Exercise description
All of the data that follows needs to be printed again, exactly as it reads.

┌────────

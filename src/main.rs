/// Report tool over the experiment engine
use electrochem_lab::config::EngineConfig;
use electrochem_lab::engine::Engine;
use electrochem_lab::experiment::{format_result, Catalog, InputField, InputSet, KindTag, BUILTIN_CATALOG};
use electrochem_lab::logging;
use electrochem_lab::plotting::{export_curve, ExportFormat};
use electrochem_lab::summary::{render_table, summarize};
use std::env;
use std::process::ExitCode;
use tracing::warn;

struct Options {
    catalog: Option<String>,
    config: Option<String>,
    steps: Option<usize>,
    rest: Vec<String>,
}

fn main() -> ExitCode {
    if let Err(e) = logging::init_tracing() {
        eprintln!("warning: {}", e);
    }

    let args: Vec<String> = env::args().skip(1).collect();
    let options = match parse_options(args) {
        Ok(options) => options,
        Err(e) => {
            println!("❌ Error: {}", e);
            print_usage();
            return ExitCode::FAILURE;
        }
    };

    if options.rest.is_empty() {
        print_usage();
        return ExitCode::SUCCESS;
    }

    let engine = match build_engine(&options) {
        Ok(engine) => engine,
        Err(e) => {
            println!("❌ Error: {}", e);
            return ExitCode::FAILURE;
        }
    };

    let command = options.rest[0].as_str();
    let args = &options.rest[1..];
    let outcome = match command {
        "list" => {
            list_experiments(&engine);
            Ok(())
        }
        "eval" => eval_experiment(&engine, args),
        "summary" => summary(&engine, args),
        "export" => export(&engine, args),
        _ => Err(format!("Unknown command: {}", command)),
    };

    match outcome {
        Ok(()) => ExitCode::SUCCESS,
        Err(e) => {
            println!("❌ Error: {}", e);
            ExitCode::FAILURE
        }
    }
}

fn print_usage() {
    println!("\nElectrochemistry experiment calculator\n");
    println!("Usage: electrochem_lab [--catalog <file.toml>] [--config <file.toml>] [--steps <n>] <command> [args]\n");
    println!("Commands:");
    println!("  list                                 List experiments and their inputs");
    println!("  eval <id> [field=value ...]          Evaluate one experiment");
    println!("  summary [kind] [field=value ...]     Compare experiments under the same inputs");
    println!("  export <id> <csv|tsv|json> [field=value ...]   Print the sampled curve\n");
    println!("Fields not given on the command line use their form defaults.");
    println!("Example:");
    println!("  electrochem_lab eval zn-cu anodeConcentration=0.01 cathodeConcentration=1\n");
}

fn parse_options(args: Vec<String>) -> Result<Options, String> {
    let mut options = Options {
        catalog: None,
        config: None,
        steps: None,
        rest: Vec::new(),
    };
    let mut iter = args.into_iter();
    while let Some(arg) = iter.next() {
        match arg.as_str() {
            "--catalog" => options.catalog = Some(iter.next().ok_or("--catalog needs a path")?),
            "--config" => options.config = Some(iter.next().ok_or("--config needs a path")?),
            "--steps" => {
                let raw = iter.next().ok_or("--steps needs a number")?;
                let steps = raw
                    .parse::<usize>()
                    .map_err(|_| format!("invalid step count: {}", raw))?;
                options.steps = Some(steps);
            }
            _ => options.rest.push(arg),
        }
    }
    Ok(options)
}

fn build_engine(options: &Options) -> Result<Engine, String> {
    let catalog = match &options.catalog {
        Some(path) => Catalog::from_file(path).map_err(|e| e.to_string())?,
        None => BUILTIN_CATALOG.clone(),
    };
    let mut config = match &options.config {
        Some(path) => EngineConfig::from_file(path).map_err(|e| e.to_string())?,
        None => EngineConfig::default(),
    };
    if let Some(steps) = options.steps {
        config = EngineConfig::with_step_count(steps).map_err(|e| e.to_string())?;
    }
    Ok(Engine::new(catalog, config))
}

/// Form defaults overlaid with `field=value` arguments.
fn parse_inputs(args: &[String]) -> Result<InputSet, String> {
    let mut inputs = InputSet::defaults();
    for arg in args {
        let (name, raw) = arg
            .split_once('=')
            .ok_or_else(|| format!("expected field=value, got '{}'", arg))?;
        let field: InputField = name.parse()?;
        let value: f64 = raw
            .parse()
            .map_err(|_| format!("invalid number for {}: {}", name, raw))?;
        inputs.set(field, value);
    }
    Ok(inputs)
}

fn list_experiments(engine: &Engine) {
    for summary in engine.list_archetypes() {
        let fields: Vec<String> = summary
            .required_input_fields
            .iter()
            .map(|f| format!("{} [{}]", f.name(), f.unit()))
            .collect();
        println!("{:<20} {:<32} {:<13} {}", summary.id, summary.name, summary.kind, fields.join(", "));
    }
}

fn eval_experiment(engine: &Engine, args: &[String]) -> Result<(), String> {
    let id = args.first().ok_or("eval needs an experiment id")?;
    let inputs = parse_inputs(&args[1..])?;
    let evaluation = engine.evaluate(id, &inputs).map_err(|e| e.to_string())?;

    let archetype = engine.catalog().find_by_id(id).map_err(|e| e.to_string())?;
    println!("\n{}", archetype.name);
    for &field in archetype.required_input_fields() {
        if let Some(value) = inputs.get(field) {
            println!("  {}: {}", field, value);
        }
    }
    println!();
    for row in format_result(&evaluation.scalars) {
        println!("  {:<20} {}", row.label, row.value);
    }
    println!(
        "\n  Curve: {} points over {}\n",
        evaluation.curve.len(),
        evaluation.curve.axis_label
    );
    Ok(())
}

fn summary(engine: &Engine, args: &[String]) -> Result<(), String> {
    let (kind, field_args) = match args.first() {
        Some(first) if !first.contains('=') => (Some(first.parse::<KindTag>()?), &args[1..]),
        _ => (None, args),
    };
    let inputs = parse_inputs(field_args)?;
    let rows = summarize(engine, kind, &inputs);
    if rows.is_empty() {
        warn!("no experiments matched the requested kind");
    }
    print!("{}", render_table(&rows));
    Ok(())
}

fn export(engine: &Engine, args: &[String]) -> Result<(), String> {
    if args.len() < 2 {
        return Err("export needs an experiment id and a format".to_string());
    }
    let format: ExportFormat = args[1].parse()?;
    let inputs = parse_inputs(&args[2..])?;
    let evaluation = engine.evaluate(&args[0], &inputs).map_err(|e| e.to_string())?;
    let document = export_curve(&evaluation, format).map_err(|e| e.to_string())?;
    print!("{}", document);
    Ok(())
}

└────────

Reply
filename src/main.rs
/// Report tool over the experiment engine
use electrochem_lab::config::EngineConfig;
use electrochem_lab::engine::Engine;
use electrochem_lab::experiment::{format_result, Catalog, InputField, InputSet, KindTag, BUILTIN_CATALOG};
use electrochem_lab::logging;
use electrochem_lab::plotting::{export_curve, ExportFormat};
use electrochem_lab::summary::{render_table, summarize};
use std::env;
use std::process::ExitCode;
use tracing::warn;

struct Options {
    catalog: Option<String>,
    config: Option<String>,
    steps: Option<usize>,
    rest: Vec<String>,
}

fn main() -> ExitCode {
    if let Err(e) = logging::init_tracing() {
        eprintln!("warning: {}", e);
    }

    let args: Vec<String> = env::args().skip(1).collect();
    let options = match parse_options(args) {
        Ok(options) => options,
        Err(e) => {
            println!("❌ Error: {}", e);
            print_usage();
            return ExitCode::FAILURE;
        }
    };

    if options.rest.is_empty() {
        print_usage();
        return ExitCode::SUCCESS;
    }

    let engine = match build_engine(&options) {
        Ok(engine) => engine,
        Err(e) => {
            println!("❌ Error: {}", e);
            return ExitCode::FAILURE;
        }
    };

    let command = options.rest[0].as_str();
    let args = &options.rest[1..];
    let outcome = match command {
        "list" => {
            list_experiments(&engine);
            Ok(())
        }
        "eval" => eval_experiment(&engine, args),
        "summary" => summary(&engine, args),
        "export" => export(&engine, args),
        _ => Err(format!("Unknown command: {}", command)),
    };

    match outcome {
        Ok(()) => ExitCode::SUCCESS,
        Err(e) => {
            println!("❌ Error: {}", e);
            ExitCode::FAILURE
        }
    }
}

fn print_usage() {
    println!("\nElectrochemistry experiment calculator\n");
    println!("Usage: electrochem_lab [--catalog <file.toml>] [--config <file.toml>] [--steps <n>] <command> [args]\n");
    println!("Commands:");
    println!("  list                                 List experiments and their inputs");
    println!("  eval <id> [field=value ...]          Evaluate one experiment");
    println!("  summary [kind] [field=value ...]     Compare experiments under the same inputs");
    println!("  export <id> <csv|tsv|json> [field=value ...]   Print the sampled curve\n");
    println!("Fields not given on the command line use their form defaults.");
    println!("Example:");
    println!("  electrochem_lab eval zn-cu anodeConcentration=0.01 cathodeConcentration=1\n");
}

fn parse_options(args: Vec<String>) -> Result<Options, String> {
    let mut options = Options {
        catalog: None,
        config: None,
        steps: None,
        rest: Vec::new(),
    };
    let mut iter = args.into_iter();
    while let Some(arg) = iter.next() {
        match arg.as_str() {
            "--catalog" => options.catalog = Some(iter.next().ok_or("--catalog needs a path")?),
            "--config" => options.config = Some(iter.next().ok_or("--config needs a path")?),
            "--steps" => {
                let raw = iter.next().ok_or("--steps needs a number")?;
                let steps = raw
                    .parse::<usize>()
                    .map_err(|_| format!("invalid step count: {}", raw))?;
                options.steps = Some(steps);
            }
            _ => options.rest.push(arg),
        }
    }
    Ok(options)
}

fn build_engine(options: &Options) -> Result<Engine, String> {
    let catalog = match &options.catalog {
        Some(path) => Catalog::from_file(path).map_err(|e| e.to_string())?,
        None => BUILTIN_CATALOG.clone(),
    };
    let mut config = match &options.config {
        Some(path) => EngineConfig::from_file(path).map_err(|e| e.to_string())?,
        None => EngineConfig::default(),
    };
    if let Some(steps) = options.steps {
        config = EngineConfig::with_step_count(steps).map_err(|e| e.to_string())?;
    }
    Ok(Engine::new(catalog, config))
}

/// Form defaults overlaid with `field=value` arguments.
fn parse_inputs(args: &[String]) -> Result<InputSet, String> {
    let mut inputs = InputSet::defaults();
    for arg in args {
        let (name, raw) = arg
            .split_once('=')
            .ok_or_else(|| format!("expected field=value, got '{}'", arg))?;
        let field: InputField = name.parse()?;
        let value: f64 = raw
            .parse()
            .map_err(|_| format!("invalid number for {}: {}", name, raw))?;
        inputs.set(field, value);
    }
    Ok(inputs)
}

fn list_experiments(engine: &Engine) {
    for summary in engine.list_archetypes() {
        let fields: Vec<String> = summary
            .required_input_fields
            .iter()
            .map(|f| format!("{} [{}]", f.name(), f.unit()))
            .collect();
        println!("{:<20} {:<32} {:<13} {}", summary.id, summary.name, summary.kind, fields.join(", "));
    }
}

fn eval_experiment(engine: &Engine, args: &[String]) -> Result<(), String> {
    let id = args.first().ok_or("eval needs an experiment id")?;
    let inputs = parse_inputs(&args[1..])?;
    let evaluation = engine.evaluate(id, &inputs).map_err(|e| e.to_string())?;

    let archetype = engine.catalog().find_by_id(id).map_err(|e| e.to_string())?;
    println!("\n{}", archetype.name);
    for &field in archetype.required_input_fields() {
        if let Some(value) = inputs.get(field) {
            println!("  {}: {}", field, value);
        }
    }
    println!();
    for row in format_result(&evaluation.scalars) {
        println!("  {:<20} {}", row.label, row.value);
    }
    println!(
        "\n  Curve: {} points over {}\n",
        evaluation.curve.len(),
        evaluation.curve.axis_label
    );
    Ok(())
}

fn summary(engine: &Engine, args: &[String]) -> Result<(), String> {
    let (kind, field_args) = match args.first() {
        Some(first) if !first.contains('=') => (Some(first.parse::<KindTag>()?), &args[1..]),
        _ => (None, args),
    };
    let inputs = parse_inputs(field_args)?;
    let rows = summarize(engine, kind, &inputs);
    if rows.is_empty() {
        warn!("no experiments matched the requested kind");
    }
    print!("{}", render_table(&rows));
    Ok(())
}

fn export(engine: &Engine, args: &[String]) -> Result<(), String> {
    if args.len() < 2 {
        return Err("export needs an experiment id and a format".to_string());
    }
    let format: ExportFormat = args[1].parse()?;
    let inputs = parse_inputs(&args[2..])?;
    let evaluation = engine.evaluate(&args[0], &inputs).map_err(|e| e.to_string())?;
    let document = export_curve(&evaluation, format).map_err(|e| e.to_string())?;
    print!("{}", document);
    Ok(())
}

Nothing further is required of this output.